Bibliographic record
Abstract
AIMS: This paper describes online recruitment and the email interviewing data collection method with women diagnosed with a viral sexually transmitted infection. The paper highlights the advantages of the method to researchers and participants when conducting research where face-to-face participation may difficult. BACKGROUND: Online recruitment and in-depth email interviewing have been used by only a small number of nurses internationally. The method enables inclusion of people who might otherwise be excluded from research, for reasons such as geographical distance, incompatible time frames, clinicians''gate-keeping' and participants' desire for anonymity for physical or emotional reasons. METHODS: In-depth email interviews were conducted with 26 women in New Zealand, United States of America, Canada and England who had a diagnosis of either human papilloma virus or genital herpes simplex virus. Data were collected during 2007-2008 and analysed using a poststructuralist, feminist thematic analysis.

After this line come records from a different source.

//! vct-ingest CLI entry point

use clap::{Parser, Subcommand};
use std::path::{Path, PathBuf};
use tracing::error;
use tracing_subscriber::{fmt, prelude::*, EnvFilter};
use vct_ingest::{
    commands::{
        cmd_extract, cmd_init, cmd_list_sources, cmd_matches, cmd_once, cmd_run, cmd_stats,
        cmd_status, parse_date, parse_status, print_extract_result, print_matches,
        print_once_results, print_run_stats, print_sources, print_stat_lines, print_status,
        ExtractInput, ExtractOptions,
    },
    config::Config,
    error::{Error, Result},
    models::TargetKind,
    store::{MatchQuery, StatQuery, Store},
};

#[derive(Parser)]
#[command(name = "vct-ingest")]
#[command(version, about = "Scrape and ingest Valorant esports match data", long_about = None)]
struct Cli {
    /// Path to config file
    #[arg(short, long, global = true, env = "VCT_INGEST_CONFIG")]
    config: Option<PathBuf>,

    /// Enable verbose logging
    #[arg(short, long, global = true)]
    verbose: bool,

    /// Output as JSON
    #[arg(long, global = true)]
    json: bool,

    /// Emit logs as JSON lines
    #[arg(long, global = true)]
    json_logs: bool,

    #[command(subcommand)]
    command: Commands,
}

#[derive(Subcommand)]
enum Commands {
    /// Create configuration, alias table and database
    Init {
        /// Overwrite an existing config
        #[arg(long)]
        force: bool,
    },

    /// Run the pipeline until interrupted
    Run,

    /// Process a fixed number of scheduler batches and exit
    Once {
        /// Number of batches to process
        #[arg(long, default_value = "1")]
        batches: u32,
    },

    /// Re-run extraction over a snapshot or a local HTML file
    Extract {
        /// Page kind (match_list, match, team, player)
        #[arg(long)]
        kind: TargetKind,

        /// Stored snapshot id
        #[arg(long, conflicts_with = "file")]
        snapshot: Option<String>,

        /// Local HTML file
        #[arg(long, requires = "url")]
        file: Option<PathBuf>,

        /// Page URL the file was saved from
        #[arg(long)]
        url: Option<String>,

        /// Source the page belongs to
        #[arg(long, default_value = "vlr")]
        source: String,

        /// Commit the extracted records
        #[arg(long)]
        ingest: bool,
    },

    /// List matches
    Matches {
        /// Earliest scheduled date (YYYY-MM-DD or RFC 3339)
        #[arg(long)]
        from: Option<String>,

        /// Latest scheduled date, exclusive
        #[arg(long)]
        to: Option<String>,

        /// Team id or name
        #[arg(long)]
        team: Option<String>,

        /// upcoming, live or completed
        #[arg(long)]
        status: Option<String>,

        /// Maximum number of results
        #[arg(short, long, default_value = "50")]
        limit: u32,
    },

    /// List player stat lines
    Stats {
        /// Player id or name
        #[arg(long)]
        player: Option<String>,

        /// Team id or name
        #[arg(long)]
        team: Option<String>,

        /// Earliest match date (YYYY-MM-DD or RFC 3339)
        #[arg(long)]
        from: Option<String>,

        /// Latest match date, exclusive
        #[arg(long)]
        to: Option<String>,

        /// Maximum number of results
        #[arg(short, long, default_value = "100")]
        limit: u32,
    },

    /// Show system and pipeline status
    Status,

    /// List configured sources
    Sources,
}

#[tokio::main]
async fn main() {
    if let Err(e) = run().await {
        error!("{}", e);
        std::process::exit(1);
    }
}

fn init_logging(verbose: bool, json_logs: bool) {
    let filter = if verbose {
        EnvFilter::try_from_default_env().unwrap_or_else(|_| EnvFilter::new("debug"))
    } else {
        EnvFilter::try_from_default_env().unwrap_or_else(|_| EnvFilter::new("info"))
    };

    if json_logs {
        tracing_subscriber::registry()
            .with(fmt::layer().json().with_writer(std::io::stderr))
            .with(filter)
            .init();
    } else {
        tracing_subscriber::registry()
            .with(fmt::layer().with_writer(std::io::stderr))
            .with(filter)
            .init();
    }
}

fn load_config(path: Option<&Path>) -> Result<Config> {
    let config_path = path
        .map(PathBuf::from)
        .unwrap_or_else(Config::default_config_path);
    if !config_path.exists() {
        return Err(Error::NotInitialized);
    }
    Config::load(&config_path)
}

fn print_json<T: serde::Serialize>(value: &T) -> Result<()> {
    println!("{}", serde_json::to_string_pretty(value)?);
    Ok(())
}

async fn run() -> Result<()> {
    let cli = Cli::parse();
    init_logging(cli.verbose, cli.json_logs);

    // Init runs before a config exists
    if let Commands::Init { force } = cli.command {
        let base_dir = cli.config.as_deref().map(|p| {
            if p.extension().is_some_and(|e| e == "toml") {
                p.parent().map(PathBuf::from).unwrap_or_else(Config::default_base_dir)
            } else {
                p.to_path_buf()
            }
        });
        let report = cmd_init(base_dir, force).await?;

        println!("✓ vct-ingest initialized successfully");
        println!("  Config: {}", report.config_path.display());
        println!("  Aliases: {}", report.alias_path.display());
        println!("  Database: {}", report.db_path.display());
        println!("\nNext steps:");
        println!("  1. Review rate limits in the config file");
        println!("  2. Try a single batch: vct-ingest once");
        println!("  3. Keep the data fresh: vct-ingest run");
        return Ok(());
    }

    let config = load_config(cli.config.as_deref())?;
    let store = Store::new(&config.paths.db_file).await?;

    match cli.command {
        Commands::Init { .. } => unreachable!(),

        Commands::Run => {
            let stats = cmd_run(&config, store).await?;
            if cli.json {
                print_json(&stats)?;
            } else {
                print_run_stats(&stats);
            }
        }

        Commands::Once { batches } => {
            let targets = cmd_once(&config, store, batches).await?;
            if cli.json {
                print_json(&targets)?;
            } else {
                print_once_results(&targets);
            }
        }

        Commands::Extract {
            kind,
            snapshot,
            file,
            url,
            source,
            ingest,
        } => {
            let input = match (snapshot, file, url) {
                (Some(id), _, _) => ExtractInput::Snapshot(id),
                (None, Some(path), Some(url)) => ExtractInput::File { path, source, url },
                _ => {
                    return Err(Error::Other(
                        "Pass --snapshot <id> or --file <path> --url <url>".to_string(),
                    ))
                }
            };
            let result = cmd_extract(
                &config,
                store,
                ExtractOptions {
                    input,
                    kind,
                    ingest,
                },
            )
            .await?;
            if cli.json {
                print_json(&result)?;
            } else {
                print_extract_result(&result);
            }
        }

        Commands::Matches {
            from,
            to,
            team,
            status,
            limit,
        } => {
            let query = MatchQuery {
                from: from.as_deref().map(parse_date).transpose()?,
                to: to.as_deref().map(parse_date).transpose()?,
                team,
                status: status.as_deref().map(parse_status).transpose()?,
                limit: Some(limit),
            };
            let matches = cmd_matches(&store, &query).await?;
            if cli.json {
                print_json(&matches)?;
            } else {
                print_matches(&matches);
            }
        }

        Commands::Stats {
            player,
            team,
            from,
            to,
            limit,
        } => {
            let query = StatQuery {
                player,
                team,
                from: from.as_deref().map(parse_date).transpose()?,
                to: to.as_deref().map(parse_date).transpose()?,
                limit: Some(limit),
            };
            let lines = cmd_stats(&store, &query).await?;
            if cli.json {
                print_json(&lines)?;
            } else {
                print_stat_lines(&lines);
            }
        }

        Commands::Status => {
            let status = cmd_status(&config, &store).await?;
            if cli.json {
                print_json(&status)?;
            } else {
                print_status(&status);
            }
        }

        Commands::Sources => {
            let sources = cmd_list_sources(&config, &store).await?;
            if cli.json {
                print_json(&sources)?;
            } else {
                print_sources(&sources);
            }
        }
    }

    Ok(())
}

RESULTS: Participant retention was high. Women emphasized satisfaction with the process. Asynchronous interviews allowed for additional reflexivity in the researcher's responses and rich data generation. CONCLUSION: This method has the potential to enable nurses to include vulnerable and relatively inaccessible participants in 'sensitive' research. In-depth email interviews may generate rich data through a process participants deem to be of personal value.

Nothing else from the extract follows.